Dr Ayles noted that getting the microscopy result back to the patient within 48 hours proved challenging. She said, “We only achieved our target in just under 50% of the time in Zambia,” where diagnosis was decentralised. In South Africa’s centralised system, a result in under 48 hours was obtained in less than 25% of the specimens.
HH reached 9353 households containing 36,751 people, though only 84% (27,074) were reached by all three household visits. This amounted to 5.8% of the population in the HH communities (though, again, some of the individuals at highest risk of TB and HIV). The intervention, if spread across the community cost US $24,126-34,661 per site per year, or $0.48-0.80 per person per annum.
Dr Ayles did not present the number or rate of TB cases identified by contact screening but a large number of HIV cases were identified. 99.3% of the adults (over 18,000 individuals) in each household received HIV education and counselling, of whom 12,000 (66.5%) accepted HIV testing, and 7021 (37.9%) were HIV-positive (the proportion of those who actually tested who were positive was much higher).
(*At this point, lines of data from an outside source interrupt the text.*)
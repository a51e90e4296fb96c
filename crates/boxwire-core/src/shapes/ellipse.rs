//! Ellipse shape.

use super::{Edge, SerializableColor, ShapeId, ShapeTrait};
use kurbo::{Point, Rect};
use serde::{Deserialize, Serialize};
use uuid::Uuid;

/// An axis-aligned ellipse.
#[derive(Debug, Clone, Serialize, Deserialize)]
pub struct Ellipse {
    pub(crate) id: ShapeId,
    /// Center point.
    pub center: Point,
    /// Horizontal radius.
    pub radius_x: f64,
    /// Vertical radius.
    pub radius_y: f64,
    /// Fill color.
    pub color: SerializableColor,
    /// Optional label drawn inside the ellipse.
    #[serde(default)]
    pub label: Option<String>,
}

impl Ellipse {
    /// Create a new ellipse.
    pub fn new(center: Point, radius_x: f64, radius_y: f64) -> Self {
        Self {
            id: Uuid::new_v4(),
            center,
            radius_x,
            radius_y,
            color: SerializableColor::default(),
            label: None,
        }
    }

    /// Create a circle.
    pub fn circle(center: Point, radius: f64) -> Self {
        Self::new(center, radius, radius)
    }

    /// Create an ellipse from a bounding rectangle.
    pub fn from_rect(rect: Rect) -> Self {
        Self::new(rect.center(), rect.width() / 2.0, rect.height() / 2.0)
    }

    pub fn with_color(mut self, color: SerializableColor) -> Self {
        self.color = color;
        self
    }

    fn is_degenerate(&self) -> bool {
        !(self.radius_x > 0.0 && self.radius_y > 0.0)
    }

    /// Squared normalized distance from the center, scaled by `grow` extra
    /// units on both radii. 1.0 is on the outline.
    fn normalized_dist_sq(&self, point: Point, grow: f64) -> f64 {
        let dx = (point.x - self.center.x) / (self.radius_x + grow);
        let dy = (point.y - self.center.y) / (self.radius_y + grow);
        dx * dx + dy * dy
    }

    /// Distance from the center to the outline along the ray through `point`.
    fn outline_radius_towards(&self, point: Point) -> f64 {
        let angle = (point.y - self.center.y).atan2(point.x - self.center.x);
        let (sin, cos) = angle.sin_cos();
        let inv = (cos / self.radius_x).powi(2) + (sin / self.radius_y).powi(2);
        1.0 / inv.sqrt()
    }
}

impl ShapeTrait for Ellipse {
    fn id(&self) -> ShapeId {
        self.id
    }

    fn bounds(&self) -> Rect {
        Rect::new(
            self.center.x - self.radius_x,
            self.center.y - self.radius_y,
            self.center.x + self.radius_x,
            self.center.y + self.radius_y,
        )
    }

    fn contains(&self, point: Point) -> bool {
        if self.is_degenerate() {
            return false;
        }
        self.normalized_dist_sq(point, 0.0) <= 1.0
    }

    fn edge_point(&self, edge: Edge) -> Option<Point> {
        let c = self.center;
        Some(match edge {
            Edge::Top => Point::new(c.x, c.y - self.radius_y),
            Edge::Bottom => Point::new(c.x, c.y + self.radius_y),
            Edge::Left => Point::new(c.x - self.radius_x, c.y),
            Edge::Right => Point::new(c.x + self.radius_x, c.y),
        })
    }

    fn nearest_edge(&self, point: Point, tolerance: f64) -> Option<Edge> {
        if self.is_degenerate() {
            return None;
        }
        let dx = point.x - self.center.x;
        let dy = point.y - self.center.y;
        let distance = dx.hypot(dy);
        if (distance - self.outline_radius_towards(point)).abs() >= tolerance {
            return None;
        }
        Some(Edge::from_sector(dx, dy))
    }

    fn edge_zone(&self, point: Point, padding: f64) -> Option<Edge> {
        if self.is_degenerate() || self.normalized_dist_sq(point, padding) > 1.0 {
            return None;
        }
        Some(Edge::from_sector(
            point.x - self.center.x,
            point.y - self.center.y,
        ))
    }

    fn move_to(&mut self, position: Point) {
        self.center = Point::new(position.x + self.radius_x, position.y + self.radius_y);
    }
}
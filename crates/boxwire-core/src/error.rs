//! Error types.

use crate::shapes::{Edge, ShapeId};
use thiserror::Error;

/// Why a connection request was refused. A refused request changes nothing.
#[derive(Debug, Clone, PartialEq, Eq, Error)]
pub enum ConnectError {
    #[error("Shape not found: {0}")]
    ShapeNotFound(ShapeId),
    #[error("Shape {0} has no edges")]
    NoEdges(ShapeId),
    #[error("Cannot connect the {0} edge of a shape to itself")]
    SameEdge(Edge),
    #[error("The {edge} edge of {shape} was created by a split")]
    SeamEdge { shape: ShapeId, edge: Edge },
    #[error("The {edge} edge of {shape} already hosts a connection")]
    EdgeOccupied { shape: ShapeId, edge: Edge },
}

/// Result type for connection operations.
pub type ConnectResult<T> = Result<T, ConnectError>;

/// Invalid editor configuration.
#[derive(Debug, Error)]
pub enum ConfigError {
    #[error("Serialization error: {0}")]
    Serialization(#[from] serde_json::Error),
    #[error("Invalid color: {0}")]
    InvalidColor(String),
    #[error("Invalid value for {field}: {value}")]
    InvalidValue { field: &'static str, value: f64 },
}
Around 4000 are accessing ART and cotrimoxazole, but the uptake of isoniazid preventive therapy has been very low in these communities.
Study outcomes
After the intervention period, adults in the community were sampled at random to determine the prevalence of TB.
55,450 households were visited – though a number of households (or individuals) refused to offer consent to participate in the survey. 90,601 consenting individuals answered a questionnaire, submitted a respiratory sample (inoculated into two liquid culture tubes), and were offered HIV testing. Blood sugar testing was also offered due to the strong association between diabetes and tuberculosis. One batch involving 16,710 specimens was rejected due to quality assurance problems and 9461 specimens were rejected due to contamination.
Out of the remaining 64,430 evaluable cultures, 884 were found to have TB.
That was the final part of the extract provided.